THE PROBLEM: Of all the entries below, retype only the lines from the one with "filename src/inference.rs" through the one with "trend downward over", exactly as they appear.

MATERIAL SHOWN:

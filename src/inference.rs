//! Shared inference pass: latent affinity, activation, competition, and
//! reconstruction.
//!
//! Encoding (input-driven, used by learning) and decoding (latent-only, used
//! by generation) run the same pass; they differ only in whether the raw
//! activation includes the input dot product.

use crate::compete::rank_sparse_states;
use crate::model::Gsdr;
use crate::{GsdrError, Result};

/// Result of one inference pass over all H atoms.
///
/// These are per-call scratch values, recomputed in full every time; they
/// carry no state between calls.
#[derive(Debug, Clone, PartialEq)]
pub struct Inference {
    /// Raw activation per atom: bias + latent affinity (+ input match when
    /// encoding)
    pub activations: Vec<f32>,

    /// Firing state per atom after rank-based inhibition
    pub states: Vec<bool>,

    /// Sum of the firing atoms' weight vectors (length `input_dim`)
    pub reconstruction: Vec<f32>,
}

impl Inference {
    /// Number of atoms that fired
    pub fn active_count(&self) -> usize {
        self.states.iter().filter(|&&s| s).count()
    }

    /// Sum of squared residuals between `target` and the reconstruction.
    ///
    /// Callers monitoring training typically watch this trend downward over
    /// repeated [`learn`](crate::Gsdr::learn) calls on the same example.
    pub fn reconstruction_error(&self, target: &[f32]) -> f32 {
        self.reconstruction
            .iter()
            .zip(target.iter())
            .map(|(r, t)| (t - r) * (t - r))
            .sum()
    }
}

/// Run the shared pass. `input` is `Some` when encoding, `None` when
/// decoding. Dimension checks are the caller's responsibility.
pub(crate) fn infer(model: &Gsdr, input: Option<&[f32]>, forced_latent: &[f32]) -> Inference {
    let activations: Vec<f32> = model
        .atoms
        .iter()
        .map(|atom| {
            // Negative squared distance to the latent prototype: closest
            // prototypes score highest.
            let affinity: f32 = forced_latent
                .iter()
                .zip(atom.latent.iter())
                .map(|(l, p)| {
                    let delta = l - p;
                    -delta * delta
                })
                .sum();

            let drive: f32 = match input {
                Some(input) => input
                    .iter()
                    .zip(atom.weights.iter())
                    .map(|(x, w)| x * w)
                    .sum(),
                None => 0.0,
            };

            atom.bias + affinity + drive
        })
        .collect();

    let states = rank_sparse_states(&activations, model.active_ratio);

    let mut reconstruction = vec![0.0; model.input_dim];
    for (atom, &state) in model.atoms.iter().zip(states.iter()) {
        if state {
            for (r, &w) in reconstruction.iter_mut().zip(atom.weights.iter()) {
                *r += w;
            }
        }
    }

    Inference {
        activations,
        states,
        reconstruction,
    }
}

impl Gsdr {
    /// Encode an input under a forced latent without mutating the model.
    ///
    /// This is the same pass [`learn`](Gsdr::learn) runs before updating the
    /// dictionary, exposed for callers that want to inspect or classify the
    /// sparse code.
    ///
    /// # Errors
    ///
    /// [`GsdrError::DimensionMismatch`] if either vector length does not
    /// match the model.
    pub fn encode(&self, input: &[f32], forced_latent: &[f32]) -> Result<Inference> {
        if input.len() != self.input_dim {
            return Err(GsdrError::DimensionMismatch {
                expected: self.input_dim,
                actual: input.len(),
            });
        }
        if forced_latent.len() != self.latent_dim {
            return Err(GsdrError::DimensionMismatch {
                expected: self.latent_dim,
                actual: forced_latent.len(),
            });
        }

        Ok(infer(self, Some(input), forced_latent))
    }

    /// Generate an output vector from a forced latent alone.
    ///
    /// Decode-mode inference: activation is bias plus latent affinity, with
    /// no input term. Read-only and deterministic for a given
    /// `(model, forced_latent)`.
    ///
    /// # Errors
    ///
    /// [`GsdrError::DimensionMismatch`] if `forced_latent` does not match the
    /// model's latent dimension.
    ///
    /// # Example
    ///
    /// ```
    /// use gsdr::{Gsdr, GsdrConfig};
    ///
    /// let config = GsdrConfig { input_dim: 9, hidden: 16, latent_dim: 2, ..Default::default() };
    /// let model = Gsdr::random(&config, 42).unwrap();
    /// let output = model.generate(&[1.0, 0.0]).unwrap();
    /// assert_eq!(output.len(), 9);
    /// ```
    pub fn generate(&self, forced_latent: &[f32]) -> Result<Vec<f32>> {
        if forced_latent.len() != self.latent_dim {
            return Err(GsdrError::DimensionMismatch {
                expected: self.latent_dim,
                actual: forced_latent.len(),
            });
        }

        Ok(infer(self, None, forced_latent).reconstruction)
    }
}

---

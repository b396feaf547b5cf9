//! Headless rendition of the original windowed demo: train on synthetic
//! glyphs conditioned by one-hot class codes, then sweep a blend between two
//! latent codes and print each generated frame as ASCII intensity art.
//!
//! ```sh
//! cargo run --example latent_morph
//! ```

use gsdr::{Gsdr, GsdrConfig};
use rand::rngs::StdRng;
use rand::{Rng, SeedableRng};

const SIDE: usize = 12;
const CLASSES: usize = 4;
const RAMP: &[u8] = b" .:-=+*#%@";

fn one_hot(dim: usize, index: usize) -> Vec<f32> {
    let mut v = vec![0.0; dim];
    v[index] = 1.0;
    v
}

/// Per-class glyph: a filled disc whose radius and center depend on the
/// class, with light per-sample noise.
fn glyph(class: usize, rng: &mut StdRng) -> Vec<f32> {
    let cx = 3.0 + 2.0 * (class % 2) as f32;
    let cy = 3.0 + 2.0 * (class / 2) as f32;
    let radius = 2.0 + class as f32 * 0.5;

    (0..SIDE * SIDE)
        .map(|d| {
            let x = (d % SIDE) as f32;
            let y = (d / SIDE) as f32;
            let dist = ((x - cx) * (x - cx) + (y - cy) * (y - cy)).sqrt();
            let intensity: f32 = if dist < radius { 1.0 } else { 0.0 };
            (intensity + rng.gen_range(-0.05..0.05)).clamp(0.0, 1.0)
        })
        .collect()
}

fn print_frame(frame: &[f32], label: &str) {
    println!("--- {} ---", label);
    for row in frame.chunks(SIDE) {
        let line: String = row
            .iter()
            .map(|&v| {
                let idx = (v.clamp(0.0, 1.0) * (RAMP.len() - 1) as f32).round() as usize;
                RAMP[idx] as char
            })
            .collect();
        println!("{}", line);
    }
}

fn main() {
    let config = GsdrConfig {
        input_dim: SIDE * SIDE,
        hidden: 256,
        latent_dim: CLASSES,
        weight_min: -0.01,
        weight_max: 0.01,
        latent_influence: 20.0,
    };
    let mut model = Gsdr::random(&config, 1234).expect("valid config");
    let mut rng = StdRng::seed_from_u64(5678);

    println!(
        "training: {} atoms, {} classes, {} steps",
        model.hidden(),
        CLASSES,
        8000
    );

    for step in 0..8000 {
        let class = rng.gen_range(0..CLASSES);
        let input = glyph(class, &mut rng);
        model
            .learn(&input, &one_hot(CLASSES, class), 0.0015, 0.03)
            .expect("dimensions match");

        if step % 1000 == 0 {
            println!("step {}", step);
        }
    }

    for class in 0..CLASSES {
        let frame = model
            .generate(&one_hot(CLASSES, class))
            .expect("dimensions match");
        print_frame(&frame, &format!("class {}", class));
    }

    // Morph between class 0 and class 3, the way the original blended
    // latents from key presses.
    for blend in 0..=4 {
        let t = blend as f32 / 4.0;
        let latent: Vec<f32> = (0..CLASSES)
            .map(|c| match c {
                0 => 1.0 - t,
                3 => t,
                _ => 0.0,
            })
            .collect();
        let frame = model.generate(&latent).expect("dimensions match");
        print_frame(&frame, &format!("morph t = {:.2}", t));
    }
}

ANSWER SPACE:
filename src/inference.rs
//! Shared inference pass: latent affinity, activation, competition, and
//! reconstruction.
//!
//! Encoding (input-driven, used by learning) and decoding (latent-only, used
//! by generation) run the same pass; they differ only in whether the raw
//! activation includes the input dot product.

use crate::compete::rank_sparse_states;
use crate::model::Gsdr;
use crate::{GsdrError, Result};

/// Result of one inference pass over all H atoms.
///
/// These are per-call scratch values, recomputed in full every time; they
/// carry no state between calls.
#[derive(Debug, Clone, PartialEq)]
pub struct Inference {
    /// Raw activation per atom: bias + latent affinity (+ input match when
    /// encoding)
    pub activations: Vec<f32>,

    /// Firing state per atom after rank-based inhibition
    pub states: Vec<bool>,

    /// Sum of the firing atoms' weight vectors (length `input_dim`)
    pub reconstruction: Vec<f32>,
}

impl Inference {
    /// Number of atoms that fired
    pub fn active_count(&self) -> usize {
        self.states.iter().filter(|&&s| s).count()
    }

    /// Sum of squared residuals between `target` and the reconstruction.
    ///
    /// Callers monitoring training typically watch this trend downward over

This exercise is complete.